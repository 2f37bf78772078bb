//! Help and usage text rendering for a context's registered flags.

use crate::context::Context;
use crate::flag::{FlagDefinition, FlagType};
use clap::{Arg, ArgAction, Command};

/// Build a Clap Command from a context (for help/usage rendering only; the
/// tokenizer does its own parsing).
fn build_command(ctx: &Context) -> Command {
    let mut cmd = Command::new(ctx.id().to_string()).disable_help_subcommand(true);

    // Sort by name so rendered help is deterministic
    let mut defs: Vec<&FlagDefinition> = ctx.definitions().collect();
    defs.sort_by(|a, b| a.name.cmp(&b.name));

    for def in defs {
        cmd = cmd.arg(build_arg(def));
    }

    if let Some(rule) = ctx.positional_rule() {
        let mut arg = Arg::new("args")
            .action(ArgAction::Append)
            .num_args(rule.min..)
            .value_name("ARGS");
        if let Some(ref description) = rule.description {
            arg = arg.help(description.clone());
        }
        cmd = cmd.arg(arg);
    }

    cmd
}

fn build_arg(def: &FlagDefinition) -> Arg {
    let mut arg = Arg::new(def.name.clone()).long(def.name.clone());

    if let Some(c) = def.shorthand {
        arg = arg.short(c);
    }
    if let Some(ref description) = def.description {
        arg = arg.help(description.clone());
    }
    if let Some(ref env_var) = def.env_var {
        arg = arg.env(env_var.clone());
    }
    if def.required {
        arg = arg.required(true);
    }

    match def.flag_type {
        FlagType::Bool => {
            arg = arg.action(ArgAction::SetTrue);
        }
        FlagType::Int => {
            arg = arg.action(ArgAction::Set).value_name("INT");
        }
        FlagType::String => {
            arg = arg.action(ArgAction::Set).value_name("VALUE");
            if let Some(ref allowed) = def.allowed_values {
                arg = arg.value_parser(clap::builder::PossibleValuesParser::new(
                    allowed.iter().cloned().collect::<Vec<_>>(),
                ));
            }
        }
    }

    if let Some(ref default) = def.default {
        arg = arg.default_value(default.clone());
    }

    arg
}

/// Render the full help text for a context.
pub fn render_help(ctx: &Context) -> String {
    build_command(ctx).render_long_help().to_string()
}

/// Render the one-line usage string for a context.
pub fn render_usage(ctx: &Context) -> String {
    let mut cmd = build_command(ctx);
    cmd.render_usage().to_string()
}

====

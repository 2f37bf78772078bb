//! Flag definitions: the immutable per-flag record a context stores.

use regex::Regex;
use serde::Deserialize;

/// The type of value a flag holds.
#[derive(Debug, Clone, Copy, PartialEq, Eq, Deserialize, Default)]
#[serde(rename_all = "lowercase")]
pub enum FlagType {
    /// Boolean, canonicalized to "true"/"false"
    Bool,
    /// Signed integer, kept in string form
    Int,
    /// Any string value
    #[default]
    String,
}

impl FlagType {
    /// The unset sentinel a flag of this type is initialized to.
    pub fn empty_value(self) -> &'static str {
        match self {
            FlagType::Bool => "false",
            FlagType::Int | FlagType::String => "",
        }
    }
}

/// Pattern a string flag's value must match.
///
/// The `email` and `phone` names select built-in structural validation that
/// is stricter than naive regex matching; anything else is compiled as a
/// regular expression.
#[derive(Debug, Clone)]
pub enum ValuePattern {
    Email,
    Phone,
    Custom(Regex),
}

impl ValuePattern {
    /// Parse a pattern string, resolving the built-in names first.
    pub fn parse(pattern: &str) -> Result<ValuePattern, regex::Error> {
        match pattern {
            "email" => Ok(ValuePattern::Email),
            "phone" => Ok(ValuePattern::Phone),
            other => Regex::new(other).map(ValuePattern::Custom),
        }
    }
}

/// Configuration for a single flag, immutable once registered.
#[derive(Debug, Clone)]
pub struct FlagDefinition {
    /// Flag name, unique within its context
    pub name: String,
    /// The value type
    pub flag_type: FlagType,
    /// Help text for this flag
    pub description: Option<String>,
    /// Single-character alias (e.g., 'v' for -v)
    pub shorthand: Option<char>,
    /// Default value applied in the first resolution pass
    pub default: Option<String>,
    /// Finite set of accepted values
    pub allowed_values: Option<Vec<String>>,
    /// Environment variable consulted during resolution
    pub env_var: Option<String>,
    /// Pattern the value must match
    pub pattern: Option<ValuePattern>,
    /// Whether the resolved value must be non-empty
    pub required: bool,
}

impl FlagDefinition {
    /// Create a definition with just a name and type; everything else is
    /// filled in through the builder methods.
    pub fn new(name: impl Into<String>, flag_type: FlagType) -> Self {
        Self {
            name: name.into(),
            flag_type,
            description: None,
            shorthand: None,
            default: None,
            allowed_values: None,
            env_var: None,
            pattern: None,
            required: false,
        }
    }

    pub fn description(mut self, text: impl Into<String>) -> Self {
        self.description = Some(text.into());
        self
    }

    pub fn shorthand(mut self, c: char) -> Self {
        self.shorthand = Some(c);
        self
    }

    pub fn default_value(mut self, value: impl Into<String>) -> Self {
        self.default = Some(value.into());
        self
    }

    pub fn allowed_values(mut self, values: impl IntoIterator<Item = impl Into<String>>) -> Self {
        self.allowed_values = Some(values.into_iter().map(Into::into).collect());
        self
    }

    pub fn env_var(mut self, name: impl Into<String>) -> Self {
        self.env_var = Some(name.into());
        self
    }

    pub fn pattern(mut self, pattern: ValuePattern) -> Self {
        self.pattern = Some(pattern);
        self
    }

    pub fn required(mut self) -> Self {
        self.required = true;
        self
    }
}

====

→ **Prompt**: Reproduce each line in the listing above that mentions the string "collect".

→ **Response for this exercise**:
    let mut defs: Vec<&FlagDefinition> = ctx.definitions().collect();
                    allowed.iter().cloned().collect::<Vec<_>>(),
        self.allowed_values = Some(values.into_iter().map(Into::into).collect());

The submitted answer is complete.